今月のおもちゃ
Toys of this month「マトリョーシカの入れ子人形」
プラトークをまとい、花模様の衣装をつけた黒い瞳の人形、その胴部を開けると、中から第二、第三の人形が現れ、身長の順に5個、10個……と並んだ姿が何とも印象的です。入れ子になったこの人形は、ロシア農村部で広く親しまれた女の子の愛称をもとに「マトリョーシカ」と呼ばれています。最近、このマトリョーシカをデザインした生活雑貨が大変人気で、街角でもよく見かけるようになりました。
旧ソ連時代、観光土産として世界中に羽ばたき、その愛くるしい表情でソビエトの親善大使ともなったマトリョーシカが、実は、日本と深いつながりがあることを知っている人は案外少ないのではないでしょうか。

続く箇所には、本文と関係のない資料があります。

//! Bounded lock-free ring buffers (Vyukov-style).
//!
//! Both queues share the same cell/sequence algorithm: each cell carries a
//! sequence counter that tells producers and consumers whose turn the cell
//! is. Capacity is a compile-time power of two. `try_write` fails on full
//! and `try_read` fails on empty; neither end ever blocks or spins on a
//! contended cell.
//!
//! Sequences are stored *relative to the cell index* (stored = actual - idx,
//! wrapping). The all-zero state therefore decodes to `seq[i] == i`, which
//! is exactly the empty-queue state — so a zeroed mapping or a zero-filled
//! `static` is a valid empty queue with no initialization pass.
//!
//! [`BoundedMpmcQueue`] is atomic at both ends (global caches, per-arena
//! 1-span caches). [`BoundedMpscQueue`] has atomic producers but a plain
//! (non-atomic) consumer cursor; the single consumer is the arena owner
//! under its writer lock (per-arena large caches).

use core::cell::UnsafeCell;
use core::mem::MaybeUninit;
use core::sync::atomic::{AtomicUsize, Ordering};

struct QueueCell<T> {
    seq: AtomicUsize,
    data: UnsafeCell<MaybeUninit<T>>,
}

/// A bounded multi-producer multi-consumer queue.
///
/// `N` must be a power of two.
#[repr(C)]
pub struct BoundedMpmcQueue<T, const N: usize> {
    enqueue_pos: AtomicUsize,
    dequeue_pos: AtomicUsize,
    cells: [QueueCell<T>; N],
}

unsafe impl<T: Send, const N: usize> Send for BoundedMpmcQueue<T, N> {}
unsafe impl<T: Send, const N: usize> Sync for BoundedMpmcQueue<T, N> {}

impl<T, const N: usize> Default for BoundedMpmcQueue<T, N> {
    fn default() -> Self {
        Self::new()
    }
}

impl<T, const N: usize> BoundedMpmcQueue<T, N> {
    pub const fn new() -> Self {
        const { assert!(N.is_power_of_two() && N > 1) };
        Self {
            enqueue_pos: AtomicUsize::new(0),
            dequeue_pos: AtomicUsize::new(0),
            cells: [const {
                QueueCell {
                    seq: AtomicUsize::new(0),
                    data: UnsafeCell::new(MaybeUninit::uninit()),
                }
            }; N],
        }
    }

    /// Enqueue a value. Safe from any thread. Returns false when full; the
    /// caller keeps ownership of `value` in that case.
    pub fn try_write(&self, value: T) -> bool
    where
        T: Copy,
    {
        let mut pos = self.enqueue_pos.load(Ordering::Relaxed);
        loop {
            let idx = pos & (N - 1);
            let cell = &self.cells[idx];
            let seq = cell.seq.load(Ordering::Acquire).wrapping_add(idx);
            if seq == pos {
                match self.enqueue_pos.compare_exchange_weak(
                    pos,
                    pos.wrapping_add(1),
                    Ordering::Relaxed,
                    Ordering::Relaxed,
                ) {
                    Ok(_) => {
                        unsafe { (*cell.data.get()).write(value) };
                        // Publish: consumers acquire-load the sequence.
                        cell.seq
                            .store(pos.wrapping_add(1).wrapping_sub(idx), Ordering::Release);
                        return true;
                    }
                    Err(cur) => pos = cur,
                }
            } else if (seq.wrapping_sub(pos) as isize) < 0 {
                // Cell still holds the previous lap's value: full.
                return false;
            } else {
                pos = self.enqueue_pos.load(Ordering::Relaxed);
            }
        }
    }

    /// Dequeue a value, or `None` when empty.
    pub fn try_read(&self) -> Option<T>
    where
        T: Copy,
    {
        let mut pos = self.dequeue_pos.load(Ordering::Relaxed);
        loop {
            let idx = pos & (N - 1);
            let cell = &self.cells[idx];
            let seq = cell.seq.load(Ordering::Acquire).wrapping_add(idx);
            let expected = pos.wrapping_add(1);
            if seq == expected {
                match self.dequeue_pos.compare_exchange_weak(
                    pos,
                    pos.wrapping_add(1),
                    Ordering::Relaxed,
                    Ordering::Relaxed,
                ) {
                    Ok(_) => {
                        let value = unsafe { (*cell.data.get()).assume_init_read() };
                        // Hand the cell to the producer lap N positions later.
                        cell.seq
                            .store(pos.wrapping_add(N).wrapping_sub(idx), Ordering::Release);
                        return Some(value);
                    }
                    Err(cur) => pos = cur,
                }
            } else if (seq.wrapping_sub(expected) as isize) < 0 {
                return None;
            } else {
                pos = self.dequeue_pos.load(Ordering::Relaxed);
            }
        }
    }
}

/// A bounded multi-producer single-consumer queue.
///
/// Producers are fully atomic; the consumer cursor is a plain cell. `N` must
/// be a power of two.
#[repr(C)]
pub struct BoundedMpscQueue<T, const N: usize> {
    enqueue_pos: AtomicUsize,
    dequeue_pos: UnsafeCell<usize>,
    cells: [QueueCell<T>; N],
}

unsafe impl<T: Send, const N: usize> Send for BoundedMpscQueue<T, N> {}
unsafe impl<T: Send, const N: usize> Sync for BoundedMpscQueue<T, N> {}

impl<T, const N: usize> Default for BoundedMpscQueue<T, N> {
    fn default() -> Self {
        Self::new()
    }
}

impl<T, const N: usize> BoundedMpscQueue<T, N> {
    pub const fn new() -> Self {
        const { assert!(N.is_power_of_two() && N > 1) };
        Self {
            enqueue_pos: AtomicUsize::new(0),
            dequeue_pos: UnsafeCell::new(0),
            cells: [const {
                QueueCell {
                    seq: AtomicUsize::new(0),
                    data: UnsafeCell::new(MaybeUninit::uninit()),
                }
            }; N],
        }
    }

    /// Enqueue a value. Safe from any thread. Returns false when full.
    pub fn try_write(&self, value: T) -> bool
    where
        T: Copy,
    {
        let mut pos = self.enqueue_pos.load(Ordering::Relaxed);
        loop {
            let idx = pos & (N - 1);
            let cell = &self.cells[idx];
            let seq = cell.seq.load(Ordering::Acquire).wrapping_add(idx);
            if seq == pos {
                match self.enqueue_pos.compare_exchange_weak(
                    pos,
                    pos.wrapping_add(1),
                    Ordering::Relaxed,
                    Ordering::Relaxed,
                ) {
                    Ok(_) => {
                        unsafe { (*cell.data.get()).write(value) };
                        cell.seq
                            .store(pos.wrapping_add(1).wrapping_sub(idx), Ordering::Release);
                        return true;
                    }
                    Err(cur) => pos = cur,
                }
            } else if (seq.wrapping_sub(pos) as isize) < 0 {
                return false;
            } else {
                pos = self.enqueue_pos.load(Ordering::Relaxed);
            }
        }
    }

    /// Dequeue a value, or `None` when empty.
    ///
    /// # Safety
    ///
    /// Single consumer: the caller must hold whatever exclusion protects
    /// this queue's consumer end (the owning arena's writer lock). Two
    /// concurrent `try_read` calls are a data race on the cursor.
    pub unsafe fn try_read(&self) -> Option<T>
    where
        T: Copy,
    {
        let pos = unsafe { *self.dequeue_pos.get() };
        let idx = pos & (N - 1);
        let cell = &self.cells[idx];
        let seq = cell.seq.load(Ordering::Acquire).wrapping_add(idx);
        if seq != pos.wrapping_add(1) {
            // Empty, or a producer claimed the cell but hasn't published yet.
            return None;
        }
        unsafe { *self.dequeue_pos.get() = pos.wrapping_add(1) };
        let value = unsafe { (*cell.data.get()).assume_init_read() };
        cell.seq
            .store(pos.wrapping_add(N).wrapping_sub(idx), Ordering::Release);
        Some(value)
    }
}

#[cfg(test)]
mod tests {
    use super::*;
    use alloc::vec::Vec;
    use std::collections::HashSet;
    use std::sync::Arc;

    #[test]
    fn mpmc_fill_and_drain() {
        let q: BoundedMpmcQueue<usize, 8> = BoundedMpmcQueue::new();
        for i in 0..8 {
            assert!(q.try_write(i));
        }
        assert!(!q.try_write(99), "queue should be full");
        for i in 0..8 {
            assert_eq!(q.try_read(), Some(i));
        }
        assert_eq!(q.try_read(), None);
    }

    #[test]
    fn mpmc_wraps_many_laps() {
        let q: BoundedMpmcQueue<usize, 4> = BoundedMpmcQueue::new();
        for lap in 0..1000 {
            assert!(q.try_write(lap));
            assert_eq!(q.try_read(), Some(lap));
        }
        assert_eq!(q.try_read(), None);
    }

    #[test]
    fn mpmc_zeroed_is_valid_empty() {
        // The arena relies on zeroed backing memory decoding as an empty
        // queue; mirror that here through MaybeUninit::zeroed.
        let q: BoundedMpmcQueue<usize, 8> =
            unsafe { MaybeUninit::<BoundedMpmcQueue<usize, 8>>::zeroed().assume_init() };
        assert_eq!(q.try_read(), None);
        assert!(q.try_write(7));
        assert_eq!(q.try_read(), Some(7));
    }

    #[test]
    fn mpmc_concurrent_conservation() {
        let q: Arc<BoundedMpmcQueue<usize, 64>> = Arc::new(BoundedMpmcQueue::new());
        let producers = 4;
        let per_producer = 10_000;

        let mut handles = Vec::new();
        for p in 0..producers {
            let q = Arc::clone(&q);
            handles.push(std::thread::spawn(move || {
                for i in 0..per_producer {
                    let v = p * per_producer + i;
                    while !q.try_write(v) {
                        std::thread::yield_now();
                    }
                }
            }));
        }

        let mut consumers = Vec::new();
        for _ in 0..producers {
            let q = Arc::clone(&q);
            consumers.push(std::thread::spawn(move || {
                let mut got = Vec::new();
                while got.len() < per_producer {
                    if let Some(v) = q.try_read() {
                        got.push(v);
                    } else {
                        std::thread::yield_now();
                    }
                }
                got
            }));
        }

        for h in handles {
            h.join().unwrap();
        }
        let mut all = HashSet::new();
        for c in consumers {
            for v in c.join().unwrap() {
                assert!(all.insert(v), "value {v} dequeued twice");
            }
        }
        assert_eq!(all.len(), producers * per_producer);
    }

    #[test]
    fn mpsc_fill_and_drain() {
        let q: BoundedMpscQueue<usize, 8> = BoundedMpscQueue::new();
        for i in 0..8 {
            assert!(q.try_write(i));
        }
        assert!(!q.try_write(99));
        unsafe {
            for i in 0..8 {
                assert_eq!(q.try_read(), Some(i));
            }
            assert_eq!(q.try_read(), None);
        }
    }

    #[test]
    fn mpsc_all_enqueued_dequeued_exactly_once() {
        // Many producers, one consumer: no loss, no duplication.
        let q: Arc<BoundedMpscQueue<usize, 32>> = Arc::new(BoundedMpscQueue::new());
        let producers = 8;
        let per_producer = 5_000;

        let mut handles = Vec::new();
        for p in 0..producers {
            let q = Arc::clone(&q);
            handles.push(std::thread::spawn(move || {
                for i in 0..per_producer {
                    let v = p * per_producer + i;
                    while !q.try_write(v) {
                        std::thread::yield_now();
                    }
                }
            }));
        }

        let mut seen = HashSet::new();
        while seen.len() < producers * per_producer {
            // SAFETY: this is the only consumer thread.
            if let Some(v) = unsafe { q.try_read() } {
                assert!(seen.insert(v), "value {v} dequeued twice");
            } else {
                std::thread::yield_now();
            }
        }

        for h in handles {
            h.join().unwrap();
        }
        assert_eq!(unsafe { q.try_read() }, None);
    }
}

19世紀末、モスクワ郊外に住む美術工芸の保護者、マモントワ夫人は、日本土産の箱根の七福神の入れ子を手にし、その面白さに惹かれました。同じようなものをロシアでも作れないだろうか……、マモントワ夫人は、入れ子人形にロシア人の誠実さ、信仰深さなどを表現したいと、木製玩具生産の中心地、ザゴルスク(現在のセルギエフパサド)の木地師に形を、画家のマリューチンに上絵を依頼。民族性を象徴するような人形を誕生させたのです。
箱根や小田原の木地師が作る木製玩具は、江戸時代中頃から種類の多さと細工の精緻さで知られていましたが、明治時代に入り、それらが世界に輸出され始めるや、各国の木工芸に影響を与えたと言われています。

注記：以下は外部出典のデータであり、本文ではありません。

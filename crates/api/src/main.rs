use anyhow::Context;

use productstore_api::{app, config::Config};

#[tokio::main]
async fn main() -> anyhow::Result<()> {
    productstore_observability::init();

    let config = Config::from_env();
    let store = app::services::build_store(&config).await?;
    let app = app::build_app(store);

    let addr = config.bind_addr();
    let listener = tokio::net::TcpListener::bind(addr)
        .await
        .with_context(|| format!("failed to bind {addr}"))?;

    tracing::info!("Server running on port {}", config.port);

    axum::serve(listener, app).await.context("server error")?;
    Ok(())
}
use std::sync::Arc;

use anyhow::Context;
use productstore_infra::{InMemoryProductStore, PostgresProductStore, ProductStore};

use crate::config::{Config, StoreKind};

/// State shared by every handler.
#[derive(Clone)]
pub struct AppServices {
    store: Arc<dyn ProductStore>,
}

impl AppServices {
    pub fn new(store: Arc<dyn ProductStore>) -> Self {
        Self { store }
    }

    pub fn store(&self) -> &dyn ProductStore {
        self.store.as_ref()
    }
}

/// Construct the configured store.
///
/// Postgres connects lazily: schema setup runs in the background and only
/// logs on failure, so the server still starts (and reports store errors per
/// request) while the database is unreachable.
pub async fn build_store(config: &Config) -> anyhow::Result<Arc<dyn ProductStore>> {
    match config.store {
        StoreKind::InMemory => {
            tracing::info!(store = "in_memory", "using in-memory product store");
            Ok(Arc::new(InMemoryProductStore::new()))
        }
        StoreKind::Postgres => {
            let store = PostgresProductStore::connect_lazy(&config.database_url)
                .context("invalid DATABASE_URL")?;

            let schema_store = store.clone();
            tokio::spawn(async move {
                match schema_store.ensure_schema().await {
                    Ok(()) => tracing::info!(store = "postgres", "database connected"),
                    Err(e) => tracing::error!(error = %e, "database setup failed"),
                }
            });

            Ok(Arc::new(store))
        }
    }
}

マトリョーシカは、ロシアと日本との知られざる民間交流の証ともいえる人形です。写真は、旧ソ連時代にザゴルスクで作られた素朴な作品ですが、常設展示館4号館2階、ロシアの民芸玩具コーナーでは、セミョーノフやキーロフなど、色々な産地で作られた旧ソ連時代のマトリョーシカを展示しています。